Look through the listing below and write out exactly the lines from the line with "ExitCode::FAILURE" to the line with "let log_dir = config_dir.join(LOG_DIR_NAME);", both included, and no others.
▼
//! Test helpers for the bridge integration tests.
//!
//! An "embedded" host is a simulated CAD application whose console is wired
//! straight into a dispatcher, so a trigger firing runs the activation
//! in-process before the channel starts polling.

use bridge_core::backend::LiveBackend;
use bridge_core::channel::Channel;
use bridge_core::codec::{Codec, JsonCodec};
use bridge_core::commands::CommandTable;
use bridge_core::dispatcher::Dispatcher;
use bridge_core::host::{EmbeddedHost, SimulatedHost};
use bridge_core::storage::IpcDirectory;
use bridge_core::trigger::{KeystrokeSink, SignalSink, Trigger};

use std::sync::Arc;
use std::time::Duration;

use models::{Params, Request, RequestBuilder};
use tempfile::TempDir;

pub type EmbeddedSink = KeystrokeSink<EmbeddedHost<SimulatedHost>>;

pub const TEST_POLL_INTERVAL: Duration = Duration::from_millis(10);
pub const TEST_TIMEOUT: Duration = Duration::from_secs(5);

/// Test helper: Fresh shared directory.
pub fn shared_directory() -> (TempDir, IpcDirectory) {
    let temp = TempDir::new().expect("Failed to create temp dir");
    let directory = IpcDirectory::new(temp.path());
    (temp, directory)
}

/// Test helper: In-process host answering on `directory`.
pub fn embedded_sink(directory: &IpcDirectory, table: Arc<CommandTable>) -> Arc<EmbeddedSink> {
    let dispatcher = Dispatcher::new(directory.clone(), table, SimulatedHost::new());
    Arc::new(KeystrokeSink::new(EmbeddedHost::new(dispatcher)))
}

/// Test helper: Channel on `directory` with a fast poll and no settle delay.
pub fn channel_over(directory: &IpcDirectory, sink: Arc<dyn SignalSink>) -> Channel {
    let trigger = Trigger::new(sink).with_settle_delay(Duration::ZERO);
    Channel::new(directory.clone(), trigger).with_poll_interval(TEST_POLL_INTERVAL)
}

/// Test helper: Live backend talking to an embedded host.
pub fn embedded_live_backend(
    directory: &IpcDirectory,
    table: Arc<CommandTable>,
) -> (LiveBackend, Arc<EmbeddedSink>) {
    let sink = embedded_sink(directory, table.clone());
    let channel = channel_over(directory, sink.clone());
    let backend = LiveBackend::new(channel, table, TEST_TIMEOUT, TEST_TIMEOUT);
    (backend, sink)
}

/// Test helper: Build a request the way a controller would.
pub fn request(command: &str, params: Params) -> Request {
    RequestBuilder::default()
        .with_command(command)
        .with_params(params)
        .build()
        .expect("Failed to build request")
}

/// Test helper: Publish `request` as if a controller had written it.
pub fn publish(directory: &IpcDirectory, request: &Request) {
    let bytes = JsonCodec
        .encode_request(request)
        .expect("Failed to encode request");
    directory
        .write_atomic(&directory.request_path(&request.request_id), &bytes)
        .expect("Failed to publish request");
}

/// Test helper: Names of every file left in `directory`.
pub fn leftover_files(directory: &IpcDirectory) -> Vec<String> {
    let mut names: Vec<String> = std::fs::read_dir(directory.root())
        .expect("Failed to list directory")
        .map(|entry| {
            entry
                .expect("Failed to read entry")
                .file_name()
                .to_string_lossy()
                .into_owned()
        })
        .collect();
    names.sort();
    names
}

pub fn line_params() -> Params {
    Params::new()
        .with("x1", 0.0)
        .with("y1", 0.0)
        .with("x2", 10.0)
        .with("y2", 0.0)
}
▲
▼
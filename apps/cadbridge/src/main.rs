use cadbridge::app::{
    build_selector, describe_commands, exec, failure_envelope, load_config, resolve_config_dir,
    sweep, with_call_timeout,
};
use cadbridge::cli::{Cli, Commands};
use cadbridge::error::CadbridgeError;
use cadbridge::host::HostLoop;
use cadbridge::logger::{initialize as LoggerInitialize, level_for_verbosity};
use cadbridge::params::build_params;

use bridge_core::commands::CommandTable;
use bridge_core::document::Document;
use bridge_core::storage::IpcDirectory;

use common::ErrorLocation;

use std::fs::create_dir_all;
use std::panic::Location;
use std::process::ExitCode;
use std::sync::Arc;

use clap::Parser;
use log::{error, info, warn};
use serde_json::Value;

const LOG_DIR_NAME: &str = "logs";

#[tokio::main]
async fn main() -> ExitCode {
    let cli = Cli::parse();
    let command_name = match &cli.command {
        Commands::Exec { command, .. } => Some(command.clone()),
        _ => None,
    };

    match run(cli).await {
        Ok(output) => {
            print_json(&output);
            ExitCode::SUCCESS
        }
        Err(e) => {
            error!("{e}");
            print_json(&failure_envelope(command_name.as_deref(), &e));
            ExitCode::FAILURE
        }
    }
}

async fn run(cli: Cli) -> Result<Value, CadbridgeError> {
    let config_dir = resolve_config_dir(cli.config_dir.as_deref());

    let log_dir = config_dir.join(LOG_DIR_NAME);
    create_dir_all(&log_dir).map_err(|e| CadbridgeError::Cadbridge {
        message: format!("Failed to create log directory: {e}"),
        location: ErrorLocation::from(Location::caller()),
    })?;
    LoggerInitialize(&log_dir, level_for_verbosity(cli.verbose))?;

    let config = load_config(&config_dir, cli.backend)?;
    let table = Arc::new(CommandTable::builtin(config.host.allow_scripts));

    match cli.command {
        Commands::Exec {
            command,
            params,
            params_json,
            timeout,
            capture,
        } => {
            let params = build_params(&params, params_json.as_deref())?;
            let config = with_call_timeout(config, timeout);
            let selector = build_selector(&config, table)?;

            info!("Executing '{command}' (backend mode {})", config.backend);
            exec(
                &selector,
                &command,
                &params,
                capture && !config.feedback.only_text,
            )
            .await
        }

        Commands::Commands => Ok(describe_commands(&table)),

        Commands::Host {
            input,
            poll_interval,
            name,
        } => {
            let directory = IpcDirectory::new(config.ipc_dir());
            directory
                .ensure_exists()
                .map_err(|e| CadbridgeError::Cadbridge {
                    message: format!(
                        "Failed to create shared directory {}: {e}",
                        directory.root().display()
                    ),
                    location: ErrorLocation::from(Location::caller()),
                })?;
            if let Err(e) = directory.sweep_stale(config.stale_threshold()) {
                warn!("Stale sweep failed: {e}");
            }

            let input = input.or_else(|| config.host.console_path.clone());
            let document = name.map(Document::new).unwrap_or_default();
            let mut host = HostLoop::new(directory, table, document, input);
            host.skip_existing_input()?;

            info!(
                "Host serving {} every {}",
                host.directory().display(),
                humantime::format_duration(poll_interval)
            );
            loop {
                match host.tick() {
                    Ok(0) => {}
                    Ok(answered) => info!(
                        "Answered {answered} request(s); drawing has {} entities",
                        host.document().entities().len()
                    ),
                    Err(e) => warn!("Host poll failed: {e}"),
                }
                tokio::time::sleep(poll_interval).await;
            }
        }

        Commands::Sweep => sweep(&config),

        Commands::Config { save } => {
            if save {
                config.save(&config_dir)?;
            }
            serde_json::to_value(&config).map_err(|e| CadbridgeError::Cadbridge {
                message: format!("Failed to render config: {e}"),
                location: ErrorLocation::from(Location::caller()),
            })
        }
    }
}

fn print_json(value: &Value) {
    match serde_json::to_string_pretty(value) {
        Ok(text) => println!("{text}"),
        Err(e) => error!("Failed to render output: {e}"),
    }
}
▲
**THE ANSWER**
            ExitCode::FAILURE
        }
    }
}

async fn run(cli: Cli) -> Result<Value, CadbridgeError> {
    let config_dir = resolve_config_dir(cli.config_dir.as_deref());

    let log_dir = config_dir.join(LOG_DIR_NAME);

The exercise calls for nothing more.